Segment Start: RECORDS PROVIDED

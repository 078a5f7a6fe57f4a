//! The critical-path scheduler.
//!
//! # Algorithm
//!
//! 1. **Early pass** (predecessor → successor, ties broken by ordinal):
//!    a task's early start is the latest of the project start and its
//!    predecessors' early finishes, snapped to working time; its early
//!    finish adds the calendar-worked span. The span comes from the
//!    task's assignments (each contributes `work / units` of working
//!    time) when any assignment carries work, otherwise from the stored
//!    duration. Start-no-earlier-than raises the start; a
//!    finish-no-earlier-than date delays the whole task so it finishes
//!    at the constraint.
//! 2. **Late pass** (reverse order): late finish is the earliest
//!    successor late start, or the task's *own* early finish when it
//!    has no successors; every chain is measured against its own end,
//!    not a single project end.
//! 3. **Derived fields**: start/finish, the early/late window, slack,
//!    the critical flag, duration re-derived from the scheduled window,
//!    and per-assignment start/finish.
//!
//! The pass never fails: every inconsistency it would have to reject is
//! prevented earlier, during structural mutation.

use std::collections::BTreeMap;

use chrono::NaiveDateTime;
use log::debug;

use crate::models::{
    AssignmentField, Calendar, ConstraintType, Duration, FieldValue, ProjectData, TaskData,
    TaskField, TaskId,
};

/// One task's scheduled window.
#[derive(Debug, Clone, Copy)]
struct Window {
    start: NaiveDateTime,
    finish: NaiveDateTime,
    late_start: NaiveDateTime,
    late_finish: NaiveDateTime,
    /// Working time between start and finish.
    work: Duration,
}

/// Schedules a snapshot, returning a new one with every computed field
/// in place. Running it on its own output is a fixpoint; records whose
/// fields come out unchanged are shared with the input.
pub fn schedule(data: &ProjectData) -> ProjectData {
    let calendar = data.info().calendar();
    let order = topological_order(data);
    let mut windows: BTreeMap<TaskId, Window> = BTreeMap::new();

    // Early pass.
    for id in &order {
        let Some(task) = data.task(*id) else { continue };
        let window = early_window(data, &calendar, task, &windows);
        windows.insert(*id, window);
    }

    // Late pass.
    for id in order.iter().rev() {
        let Some(task) = data.task(*id) else { continue };
        let late_finish = task
            .successor_links()
            .iter()
            .filter_map(|l| windows.get(&l.successor).map(|w| w.late_start))
            .min()
            .unwrap_or_else(|| windows[id].finish);
        let late_start = calendar.subtract_work(late_finish, windows[id].work);
        if let Some(w) = windows.get_mut(id) {
            w.late_start = late_start;
            w.late_finish = late_finish;
        }
    }

    let next = write_windows(data, &calendar, &windows);
    debug!(
        "scheduled {} tasks, {} assignments",
        next.task_count(),
        next.assignments().count()
    );
    next
}

/// Kahn's algorithm over predecessor counts; the ready set is drained
/// lowest ordinal first so the order is deterministic.
fn topological_order(data: &ProjectData) -> Vec<TaskId> {
    let mut indegree: BTreeMap<TaskId, usize> = data
        .tasks()
        .map(|t| (t.id(), t.predecessor_links().len()))
        .collect();
    let mut ready: BTreeMap<usize, TaskId> = data
        .tasks()
        .filter(|t| t.predecessor_links().is_empty())
        .map(|t| (t.ordinal(), t.id()))
        .collect();

    let mut order = Vec::with_capacity(indegree.len());
    while let Some((_, id)) = ready.pop_first() {
        order.push(id);
        let Some(task) = data.task(id) else { continue };
        for link in task.successor_links().iter() {
            if let Some(remaining) = indegree.get_mut(&link.successor) {
                *remaining -= 1;
                if *remaining == 0 {
                    let ordinal = data.task(link.successor).map(|t| t.ordinal()).unwrap_or(0);
                    ready.insert(ordinal, link.successor);
                }
            }
        }
    }
    if order.len() < data.task_count() {
        // Unreachable while the acyclicity invariant holds.
        debug!("dependency order incomplete, appending leftovers");
        let mut rest: Vec<_> = data
            .tasks()
            .filter(|t| !order.contains(&t.id()))
            .cloned()
            .collect();
        rest.sort_by_key(|t| t.ordinal());
        order.extend(rest.iter().map(|t| t.id()));
    }
    order
}

fn early_window(
    data: &ProjectData,
    calendar: &Calendar,
    task: &TaskData,
    windows: &BTreeMap<TaskId, Window>,
) -> Window {
    let mut candidate = data.info().start();
    for link in task.predecessor_links().iter() {
        if let Some(w) = windows.get(&link.predecessor) {
            candidate = candidate.max(w.finish);
        }
    }
    if task.constraint_type() == ConstraintType::StartNoEarlierThan {
        if let Some(date) = task.constraint_date() {
            candidate = candidate.max(date);
        }
    }
    let mut start = calendar.find_work_start(candidate);
    let mut finish = finish_from(data, calendar, task, start);

    if task.constraint_type() == ConstraintType::FinishNoEarlierThan {
        if let Some(date) = task.constraint_date() {
            let target = calendar.find_work_end(date);
            if target > finish {
                let span = calendar.get_work(start, finish);
                finish = target;
                start = calendar.subtract_work(finish, span);
            }
        }
    }
    Window {
        start,
        finish,
        late_start: start,
        late_finish: finish,
        work: calendar.get_work(start, finish),
    }
}

/// The early finish for a task starting at `start`: the latest
/// assignment finish when any assignment carries work, else the stored
/// duration applied in working time.
fn finish_from(
    data: &ProjectData,
    calendar: &Calendar,
    task: &TaskData,
    start: NaiveDateTime,
) -> NaiveDateTime {
    let assignments = data.assignments_for_task(task.id());
    let carries_work = assignments.iter().any(|a| !a.work().is_zero());
    if carries_work {
        assignments
            .iter()
            .map(|a| calendar.add_work(start, assignment_span(a.work(), a.units())))
            .max()
            .unwrap_or(start)
    } else {
        calendar.add_work(start, task.duration())
    }
}

/// Working time an assignment occupies: work divided by units.
fn assignment_span(work: Duration, units: f64) -> Duration {
    let units = if units > 0.0 { units } else { 1.0 };
    work.scale(1.0 / units)
}

/// Writes every computed field back, sharing records whose fields are
/// unchanged.
fn write_windows(
    data: &ProjectData,
    calendar: &Calendar,
    windows: &BTreeMap<TaskId, Window>,
) -> ProjectData {
    let mut next = data.clone();
    for task in data.tasks() {
        let Some(w) = windows.get(&task.id()) else { continue };
        let start_slack = calendar.get_work(w.start, w.late_start);
        let finish_slack = calendar.get_work(w.finish, w.late_finish);
        let total_slack = start_slack.min(finish_slack);
        let duration = w.work.with_estimated(task.duration().is_estimated());

        let updated = task
            .with_value(TaskField::Start, FieldValue::from(w.start))
            .with_value(TaskField::Finish, FieldValue::from(w.finish))
            .with_value(TaskField::EarlyStart, FieldValue::from(w.start))
            .with_value(TaskField::EarlyFinish, FieldValue::from(w.finish))
            .with_value(TaskField::LateStart, FieldValue::from(w.late_start))
            .with_value(TaskField::LateFinish, FieldValue::from(w.late_finish))
            .with_value(TaskField::StartSlack, FieldValue::Duration(start_slack))
            .with_value(TaskField::FinishSlack, FieldValue::Duration(finish_slack))
            .with_value(TaskField::TotalSlack, FieldValue::Duration(total_slack))
            .with_value(TaskField::Critical, FieldValue::Bool(total_slack.is_zero()))
            .with_value(TaskField::Duration, FieldValue::Duration(duration));
        if !updated.shares_fields(task) {
            next = next.with_task(updated);
        }
    }
    for assignment in data.assignments() {
        let Some(w) = windows.get(&assignment.task()) else { continue };
        let finish = calendar.add_work(
            w.start,
            assignment_span(assignment.work(), assignment.units()),
        );
        let updated = assignment
            .with_value(AssignmentField::Start, FieldValue::from(w.start))
            .with_value(AssignmentField::Finish, FieldValue::from(finish));
        if !updated.shares_fields(assignment) {
            next = next.with_assignment(updated);
        }
    }
    next
}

Segment End: RECORDS PROVIDED

Line count for the string "ProjectData": say how many lines in the listing contain it, and add nothing.

* ANSWER FOR THE TASK:
7